▶ **Exercise aim**: An exact transcription of all the data is required.

**** Available data ****

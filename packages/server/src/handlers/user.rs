use axum::Json;
use axum::extract::{Path, Query, State};
use tracing::instrument;

use crate::error::{AppError, ErrorBody};
use crate::models::benchmark::{BenchmarkResponse, PageQuery};
use crate::models::shared::{BENCHMARKS_PER_PAGE, Pagination, page_number};
use crate::models::user::{UserPageResponse, UserResponse};
use crate::services::BenchmarkService;
use crate::state::AppState;

#[utoipa::path(
    get,
    path = "/user/{id}",
    tag = "Users",
    operation_id = "getUserPage",
    summary = "A user and their benchmarks",
    description = "Returns the user and their live benchmarks, newest first, 10 per page.",
    params(("id" = i32, Path, description = "User ID"), PageQuery),
    responses(
        (status = 200, description = "User page", body = UserPageResponse),
        (status = 404, description = "User not found (NOT_FOUND)", body = ErrorBody),
    ),
)]
#[instrument(skip(state, query))]
pub async fn get_user_page(
    State(state): State<AppState>,
    Path(id): Path<i32>,
    Query(query): Query<PageQuery>,
) -> Result<Json<UserPageResponse>, AppError> {
    let page = page_number(query.page);
    let (owner, result) = BenchmarkService::new(&state)
        .list_for_user(id, page)
        .await?;

    Ok(Json(UserPageResponse {
        benchmarks: result
            .items
            .into_iter()
            .map(|(model, _)| BenchmarkResponse::new(model, Some(owner.clone())))
            .collect(),
        user: UserResponse::from(owner),
        pagination: Pagination::new(page, BENCHMARKS_PER_PAGE, result.total),
    }))
}
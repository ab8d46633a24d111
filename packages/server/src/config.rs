use std::path::PathBuf;

use clap::Parser;
use config::{Config, ConfigError, Environment, File};
use serde::Deserialize;

/// Command-line flags. Each one overrides the file and `FS_*` environment layers.
#[derive(Debug, Default, Parser)]
#[command(name = "bench-server", version, about = "Share and compare gameplay benchmark captures")]
pub struct CliArgs {
    /// Bind address and port
    #[arg(long)]
    pub bind: Option<String>,

    /// Path where data would be stored
    #[arg(long)]
    pub data_dir: Option<String>,

    /// Discord OAuth2 client ID (see https://discord.com/developers/applications)
    #[arg(long)]
    pub discord_client_id: Option<String>,

    /// Discord OAuth2 client secret
    #[arg(long)]
    pub discord_client_secret: Option<String>,

    /// Discord OAuth2 redirect URL (<scheme>://<domain>/login/callback)
    #[arg(long)]
    pub discord_redirect_url: Option<String>,

    /// OpenAI-compatible API URL
    #[arg(long)]
    pub openai_url: Option<String>,

    /// Model ID sent to the chat completion endpoint
    #[arg(long)]
    pub openai_model: Option<String>,

    /// API key (leave empty to disable automatic summaries)
    #[arg(long)]
    pub openai_api_key: Option<String>,
}

#[derive(Debug, Deserialize, Clone)]
pub struct AppConfig {
    pub bind: String,
    pub data_dir: PathBuf,
    pub discord_client_id: String,
    pub discord_client_secret: String,
    pub discord_redirect_url: String,
    pub openai_url: String,
    pub openai_model: String,
    #[serde(default)]
    pub openai_api_key: Option<String>,
}

impl AppConfig {
    pub fn load(args: CliArgs) -> Result<Self, ConfigError> {
        Self::load_with_env(args, Environment::with_prefix("FS"))
    }

    fn load_with_env(args: CliArgs, env: Environment) -> Result<Self, ConfigError> {
        let s = Config::builder()
            .set_default("bind", "0.0.0.0:8080")?
            .set_default("data_dir", "/data")?
            .set_default("discord_client_id", "")?
            .set_default("discord_client_secret", "")?
            .set_default("discord_redirect_url", "")?
            .set_default("openai_url", "https://api.openai.com/v1")?
            .set_default("openai_model", "gpt-4o")?
            // Load from config/config.toml
            .add_source(File::with_name("config/config").required(false))
            // Override from environment (e.g., FS_DATA_DIR)
            .add_source(env)
            .set_override_option("bind", args.bind)?
            .set_override_option("data_dir", args.data_dir)?
            .set_override_option("discord_client_id", args.discord_client_id)?
            .set_override_option("discord_client_secret", args.discord_client_secret)?
            .set_override_option("discord_redirect_url", args.discord_redirect_url)?
            .set_override_option("openai_url", args.openai_url)?
            .set_override_option("openai_model", args.openai_model)?
            .set_override_option("openai_api_key", args.openai_api_key)?
            .build()?;

        let config: Self = s.try_deserialize()?;
        config.validate()?;
        Ok(config)
    }

    /// Reject configurations the server cannot start with.
    pub fn validate(&self) -> Result<(), ConfigError> {
        let missing = |name: &str| ConfigError::Message(format!("missing {name} argument"));

        if self.data_dir.as_os_str().is_empty() {
            return Err(missing("data-dir"));
        }
        if self.discord_client_id.is_empty() {
            return Err(missing("discord-client-id"));
        }
        if self.discord_client_secret.is_empty() {
            return Err(missing("discord-client-secret"));
        }
        if self.discord_redirect_url.is_empty() {
            return Err(missing("discord-redirect-url"));
        }
        if self.openai_api_key().is_some() {
            if self.openai_url.is_empty() {
                return Err(missing("openai-url"));
            }
            if self.openai_model.is_empty() {
                return Err(missing("openai-model"));
            }
        }
        Ok(())
    }

    /// The API key, treating an empty value as unset.
    pub fn openai_api_key(&self) -> Option<&str> {
        self.openai_api_key.as_deref().filter(|k| !k.is_empty())
    }

    pub fn database_path(&self) -> PathBuf {
        self.data_dir.join("database.db")
    }

    pub fn benchmarks_dir(&self) -> PathBuf {
        self.data_dir.join("benchmarks")
    }

    pub fn database_url(&self) -> String {
        format!("sqlite://{}?mode=rwc", self.database_path().display())
    }
}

****

▶ **Your response**:
filename packages/server/src/handlers/user.rs
use axum::Json;
use axum::extract::{Path, Query, State};
use tracing::instrument;

use crate::error::{AppError, ErrorBody};
use crate::models::benchmark::{BenchmarkResponse, PageQuery};
use crate::models::shared::{BENCHMARKS_PER_PAGE, Pagination, page_number};
use crate::models::user::{UserPageResponse, UserResponse};
use crate::services::BenchmarkService;
use crate::state::AppState;

#[utoipa::path(
    get,
    path = "/user/{id}",
    tag = "Users",
    operation_id = "getUserPage",
    summary = "A user and their benchmarks",
    description = "Returns the user and their live benchmarks, newest first, 10 per page.",
    params(("id" = i32, Path, description = "User ID"), PageQuery),
    responses(
        (status = 200, description = "User page", body = UserPageResponse),
        (status = 404, description = "User not found (NOT_FOUND)", body = ErrorBody),
    ),
)]
#[instrument(skip(state, query))]
pub async fn get_user_page(
    State(state): State<AppState>,
    Path(id): Path<i32>,
    Query(query): Query<PageQuery>,
) -> Result<Json<UserPageResponse>, AppError> {
    let page = page_number(query.page);
    let (owner, result) = BenchmarkService::new(&state)
        .list_for_user(id, page)
        .await?;

    Ok(Json(UserPageResponse {
        benchmarks: result
            .items
            .into_iter()
            .map(|(model, _)| BenchmarkResponse::new(model, Some(owner.clone())))
            .collect(),
        user: UserResponse::from(owner),
        pagination: Pagination::new(page, BENCHMARKS_PER_PAGE, result.total),
    }))
}
repository ab8d46633a24d111
filename packages/server/src/config.rs
use std::path::PathBuf;

use clap::Parser;
use config::{Config, ConfigError, Environment, File};
use serde::Deserialize;

/// Command-line flags. Each one overrides the file and `FS_*` environment layers.
#[derive(Debug, Default, Parser)]
#[command(name = "bench-server", version, about = "Share and compare gameplay benchmark captures")]
pub struct CliArgs {
    /// Bind address and port
    #[arg(long)]
    pub bind: Option<String>,

    /// Path where data would be stored
    #[arg(long)]
    pub data_dir: Option<String>,

    /// Discord OAuth2 client ID (see https://discord.com/developers/applications)
    #[arg(long)]
    pub discord_client_id: Option<String>,

    /// Discord OAuth2 client secret
    #[arg(long)]
    pub discord_client_secret: Option<String>,

    /// Discord OAuth2 redirect URL (<scheme>://<domain>/login/callback)
    #[arg(long)]
    pub discord_redirect_url: Option<String>,

    /// OpenAI-compatible API URL
    #[arg(long)]
    pub openai_url: Option<String>,

    /// Model ID sent to the chat completion endpoint
    #[arg(long)]
    pub openai_model: Option<String>,

    /// API key (leave empty to disable automatic summaries)
    #[arg(long)]
    pub openai_api_key: Option<String>,
}

#[derive(Debug, Deserialize, Clone)]
pub struct AppConfig {
    pub bind: String,
    pub data_dir: PathBuf,
    pub discord_client_id: String,
    pub discord_client_secret: String,
    pub discord_redirect_url: String,
    pub openai_url: String,
    pub openai_model: String,
    #[serde(default)]
    pub openai_api_key: Option<String>,
}

impl AppConfig {
    pub fn load(args: CliArgs) -> Result<Self, ConfigError> {
        Self::load_with_env(args, Environment::with_prefix("FS"))
    }

    fn load_with_env(args: CliArgs, env: Environment) -> Result<Self, ConfigError> {
        let s = Config::builder()
            .set_default("bind", "0.0.0.0:8080")?
            .set_default("data_dir", "/data")?
            .set_default("discord_client_id", "")?
            .set_default("discord_client_secret", "")?
            .set_default("discord_redirect_url", "")?
            .set_default("openai_url", "https://api.openai.com/v1")?
            .set_default("openai_model", "gpt-4o")?
            // Load from config/config.toml
            .add_source(File::with_name("config/config").required(false))
            // Override from environment (e.g., FS_DATA_DIR)
            .add_source(env)
            .set_override_option("bind", args.bind)?
            .set_override_option("data_dir", args.data_dir)?
            .set_override_option("discord_client_id", args.discord_client_id)?
            .set_override_option("discord_client_secret", args.discord_client_secret)?
            .set_override_option("discord_redirect_url", args.discord_redirect_url)?
            .set_override_option("openai_url", args.openai_url)?
            .set_override_option("openai_model", args.openai_model)?
            .set_override_option("openai_api_key", args.openai_api_key)?
            .build()?;

        let config: Self = s.try_deserialize()?;
        config.validate()?;
        Ok(config)
    }

    /// Reject configurations the server cannot start with.
    pub fn validate(&self) -> Result<(), ConfigError> {
        let missing = |name: &str| ConfigError::Message(format!("missing {name} argument"));

        if self.data_dir.as_os_str().is_empty() {
            return Err(missing("data-dir"));
        }
        if self.discord_client_id.is_empty() {
            return Err(missing("discord-client-id"));
        }
        if self.discord_client_secret.is_empty() {
            return Err(missing("discord-client-secret"));
        }
        if self.discord_redirect_url.is_empty() {
            return Err(missing("discord-redirect-url"));
        }
        if self.openai_api_key().is_some() {
            if self.openai_url.is_empty() {
                return Err(missing("openai-url"));
            }
            if self.openai_model.is_empty() {
                return Err(missing("openai-model"));
            }
        }
        Ok(())
    }

    /// The API key, treating an empty value as unset.
    pub fn openai_api_key(&self) -> Option<&str> {
        self.openai_api_key.as_deref().filter(|k| !k.is_empty())
    }

    pub fn database_path(&self) -> PathBuf {
        self.data_dir.join("database.db")
    }

    pub fn benchmarks_dir(&self) -> PathBuf {
        self.data_dir.join("benchmarks")
    }

    pub fn database_url(&self) -> String {
        format!("sqlite://{}?mode=rwc", self.database_path().display())
    }
}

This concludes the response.